Collected data entries:
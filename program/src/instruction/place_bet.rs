use pinocchio::{account_info::AccountInfo, program_error::ProgramError, ProgramResult};
use pinocchio_log::log;
use pinocchio_system::instructions::Transfer;

use crate::error::BettingError;
use crate::helpers::{
    check_program_owner, check_signer, check_system_program, check_vault, check_writable,
    create_program_account,
};
use crate::instruction::payload::{finish, take_u64, take_u8};
use crate::state::{Bet, Race};

/// `hamster_index u8 | amount u64`
#[derive(Clone, Copy, Debug, PartialEq, Eq)]
pub struct PlaceBetData {
    pub hamster_index: u8,
    pub amount: u64,
}

impl PlaceBetData {
    pub fn parse(payload: &[u8]) -> Result<Self, ProgramError> {
        let mut data = payload;
        let hamster_index = take_u8(&mut data)?;
        let amount = take_u64(&mut data)?;
        finish(data)?;
        Ok(Self {
            hamster_index,
            amount,
        })
    }
}

/// Stake lamports on a hamster.
///
/// Accounts:
/// 0. `[writable]`         Race
/// 1. `[writable, signer]` Bet account (new keypair)
/// 2. `[writable, signer]` Bettor, funds the stake and the bet account rent
/// 3. `[writable]`         Vault PDA `["vault", race]`
/// 4. `[]`                 System program
pub fn process_place_bet(accounts: &[AccountInfo], data: PlaceBetData) -> ProgramResult {
    let [race_ai, bet_ai, bettor_ai, vault_ai, system_program_ai, _rest @ ..] = accounts else {
        return Err(ProgramError::NotEnoughAccountKeys);
    };

    check_signer(bet_ai)?;
    check_signer(bettor_ai)?;
    check_writable(race_ai)?;
    check_writable(bet_ai)?;
    check_writable(bettor_ai)?;
    check_writable(vault_ai)?;
    check_program_owner(race_ai)?;
    check_system_program(system_program_ai)?;

    // Validate against the race before any lamports move; the borrow must end before CPI.
    let vault_bump = {
        let raw = race_ai.try_borrow_data()?;
        let race = Race::load(&raw)?;
        race.check_accepts_bet(data.hamster_index)?;
        race.vault_bump()
    };
    if data.amount == 0 {
        return Err(BettingError::InvalidBetAmount.into());
    }
    check_vault(vault_ai, race_ai.key(), vault_bump)?;

    Transfer {
        from: bettor_ai,
        to: vault_ai,
        lamports: data.amount,
    }
    .invoke()?;

    create_program_account(bettor_ai, bet_ai, Bet::LEN, &[])?;
    Bet::load_uninitialized_mut(&mut bet_ai.try_borrow_mut_data()?)?.initialize(
        bettor_ai.key(),
        race_ai.key(),
        data.hamster_index,
        data.amount,
    );

    Race::load_mut(&mut race_ai.try_borrow_mut_data()?)?
        .record_bet(data.hamster_index, data.amount)?;

    log!(
        "place_bet: {} lamports on hamster {}",
        data.amount,
        data.hamster_index
    );
    Ok(())
}
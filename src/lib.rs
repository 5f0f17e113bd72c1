//! log-sieve — per-entry admission filtering for structured log pipelines
//!
//! A [`FilteringSink`] wraps any downstream [`Sink`] and decides, entry by
//! entry, whether to forward or silently drop. Decisions come from a
//! composable [`Filter`] predicate over the entry's severity level and its
//! dot-segmented logger name, usually compiled from a compact rule string:
//!
//! ```
//! use log_sieve::{FilteringSink, Level, LogEntry, NoopSink, parse_rules};
//! use std::sync::Arc;
//!
//! let filter = parse_rules("info+:api.* error:*")?;
//! let sink = FilteringSink::new(Arc::new(NoopSink), filter);
//!
//! assert!(sink.check(&LogEntry::new(Level::Info, "api.billing")));
//! assert!(!sink.check(&LogEntry::new(Level::Debug, "api.billing")));
//! assert!(sink.check(&LogEntry::new(Level::Error, "worker")));
//! # Ok::<(), log_sieve::ParseError>(())
//! ```
//!
//! The crate performs no I/O, formatting, or persistence of its own; all of
//! that belongs to the wrapped sink. See the [`filter`] module docs for the
//! full rule syntax.

pub mod entry;
pub mod filter;
pub mod sink;

pub use entry::{Field, Level, LogEntry};
pub use filter::{Filter, LevelSet, NamespaceMatcher, ParseError};
pub use filter::{must_parse_rules, parse_rules, print_rule_warnings};
pub use sink::{FilteringSink, NoopSink, Sink};
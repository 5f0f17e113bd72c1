//! Rule parsing and the admission predicate algebra
//!
//! This module decides which log entries get through to the downstream sink.
//! Filters can be built by hand from the combinators on [`Filter`] or
//! compiled from a compact rule string.
//!
//! # Syntax
//!
//! ```text
//! rule         := [levels ':'] namespaces
//! levels       := levelToken (',' levelToken)*
//! levelToken   := 'debug'|'info'|'warn'|'error'|'dpanic'|'panic'|'fatal'
//!                 | <same> '+' | '*' | ''
//! namespaces   := pattern (',' pattern)*
//! pattern      := ['-'] glob
//! ```
//!
//! Multiple whitespace-separated rules OR together. A `+` suffix selects a
//! level and everything more severe; a `-` prefix excludes the namespaces a
//! glob matches.
//!
//! # Examples
//!
//! ```text
//! *                           # admit everything
//! debug:*                     # debug entries only, any namespace
//! info,warn:myns.*            # info or warn under myns.*
//! error:*                     # every error, regardless of namespace
//! foo*,-foo.foo               # namespaces matching foo* except foo.foo
//! *:myns info,warn:myns.* error:*   # three rules OR'd together
//! ```

pub mod error;
pub mod level;
pub mod matcher;
pub mod parser;
pub mod predicate;

pub use error::ParseError;
pub use level::LevelSet;
pub use matcher::NamespaceMatcher;
pub use parser::{must_parse_rules, parse_rules, print_rule_warnings};
pub use predicate::Filter;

Assignment: All of the data above must be repeated exactly.

Task result:
filename program/src/instruction/place_bet.rs
use pinocchio::{account_info::AccountInfo, program_error::ProgramError, ProgramResult};
use pinocchio_log::log;
use pinocchio_system::instructions::Transfer;

use crate::error::BettingError;
use crate::helpers::{
    check_program_owner, check_signer, check_system_program, check_vault, check_writable,
    create_program_account,
};
use crate::instruction::payload::{finish, take_u64, take_u8};
use crate::state::{Bet, Race};

/// `hamster_index u8 | amount u64`
#[derive(Clone, Copy, Debug, PartialEq, Eq)]
pub struct PlaceBetData {
    pub hamster_index: u8,
    pub amount: u64,
}

impl PlaceBetData {
    pub fn parse(payload: &[u8]) -> Result<Self, ProgramError> {
        let mut data = payload;
        let hamster_index = take_u8(&mut data)?;
        let amount = take_u64(&mut data)?;
        finish(data)?;
        Ok(Self {
            hamster_index,
            amount,
        })
    }
}

/// Stake lamports on a hamster.
///
/// Accounts:
/// 0. `[writable]`         Race
/// 1. `[writable, signer]` Bet account (new keypair)
/// 2. `[writable, signer]` Bettor, funds the stake and the bet account rent
/// 3. `[writable]`         Vault PDA `["vault", race]`
/// 4. `[]`                 System program
pub fn process_place_bet(accounts: &[AccountInfo], data: PlaceBetData) -> ProgramResult {
    let [race_ai, bet_ai, bettor_ai, vault_ai, system_program_ai, _rest @ ..] = accounts else {
        return Err(ProgramError::NotEnoughAccountKeys);
    };

    check_signer(bet_ai)?;
    check_signer(bettor_ai)?;
    check_writable(race_ai)?;
    check_writable(bet_ai)?;
    check_writable(bettor_ai)?;
    check_writable(vault_ai)?;
    check_program_owner(race_ai)?;
    check_system_program(system_program_ai)?;

    // Validate against the race before any lamports move; the borrow must end before CPI.
    let vault_bump = {
        let raw = race_ai.try_borrow_data()?;
        let race = Race::load(&raw)?;
        race.check_accepts_bet(data.hamster_index)?;
        race.vault_bump()
    };
    if data.amount == 0 {
        return Err(BettingError::InvalidBetAmount.into());
    }
    check_vault(vault_ai, race_ai.key(), vault_bump)?;

    Transfer {
        from: bettor_ai,
        to: vault_ai,
        lamports: data.amount,
    }
    .invoke()?;

    create_program_account(bettor_ai, bet_ai, Bet::LEN, &[])?;
    Bet::load_uninitialized_mut(&mut bet_ai.try_borrow_mut_data()?)?.initialize(
        bettor_ai.key(),
        race_ai.key(),
        data.hamster_index,
        data.amount,
    );

    Race::load_mut(&mut race_ai.try_borrow_mut_data()?)?
        .record_bet(data.hamster_index, data.amount)?;

    log!(
        "place_bet: {} lamports on hamster {}",
        data.amount,
        data.hamster_index
    );
    Ok(())
}
filename src/lib.rs
repository 5f0f17e113bd72c1
//! log-sieve — per-entry admission filtering for structured log pipelines
//!
//! A [`FilteringSink`] wraps any downstream [`Sink`] and decides, entry by
//! entry, whether to forward or silently drop. Decisions come from a
//! composable [`Filter`] predicate over the entry's severity level and its
//! dot-segmented logger name, usually compiled from a compact rule string:
//!
//! ```
//! use log_sieve::{FilteringSink, Level, LogEntry, NoopSink, parse_rules};
//! use std::sync::Arc;
//!
//! let filter = parse_rules("info+:api.* error:*")?;
//! let sink = FilteringSink::new(Arc::new(NoopSink), filter);
//!
//! assert!(sink.check(&LogEntry::new(Level::Info, "api.billing")));
//! assert!(!sink.check(&LogEntry::new(Level::Debug, "api.billing")));
//! assert!(sink.check(&LogEntry::new(Level::Error, "worker")));
//! # Ok::<(), log_sieve::ParseError>(())
//! ```
//!
//! The crate performs no I/O, formatting, or persistence of its own; all of
//! that belongs to the wrapped sink. See the [`filter`] module docs for the
//! full rule syntax.

pub mod entry;
pub mod filter;
pub mod sink;

pub use entry::{Field, Level, LogEntry};
pub use filter::{Filter, LevelSet, NamespaceMatcher, ParseError};
pub use filter::{must_parse_rules, parse_rules, print_rule_warnings};
pub use sink::{FilteringSink, NoopSink, Sink};
repository 5f0f17e113bd72c1
//! Rule parsing and the admission predicate algebra
//!
//! This module decides which log entries get through to the downstream sink.
//! Filters can be built by hand from the combinators on [`Filter`] or
//! compiled from a compact rule string.
//!
//! # Syntax
//!
//! ```text
//! rule         := [levels ':'] namespaces
//! levels       := levelToken (',' levelToken)*
//! levelToken   := 'debug'|'info'|'warn'|'error'|'dpanic'|'panic'|'fatal'
//!                 | <same> '+' | '*' | ''
//! namespaces   := pattern (',' pattern)*
//! pattern      := ['-'] glob
//! ```
//!
//! Multiple whitespace-separated rules OR together. A `+` suffix selects a
//! level and everything more severe; a `-` prefix excludes the namespaces a
//! glob matches.
//!
//! # Examples
//!
//! ```text
//! *                           # admit everything
//! debug:*                     # debug entries only, any namespace
//! info,warn:myns.*            # info or warn under myns.*
//! error:*                     # every error, regardless of namespace
//! foo*,-foo.foo               # namespaces matching foo* except foo.foo
//! *:myns info,warn:myns.* error:*   # three rules OR'd together
//! ```

pub mod error;
pub mod level;
pub mod matcher;
pub mod parser;
pub mod predicate;

pub use error::ParseError;
pub use level::LevelSet;
pub use matcher::NamespaceMatcher;
pub use parser::{must_parse_rules, parse_rules, print_rule_warnings};
pub use predicate::Filter;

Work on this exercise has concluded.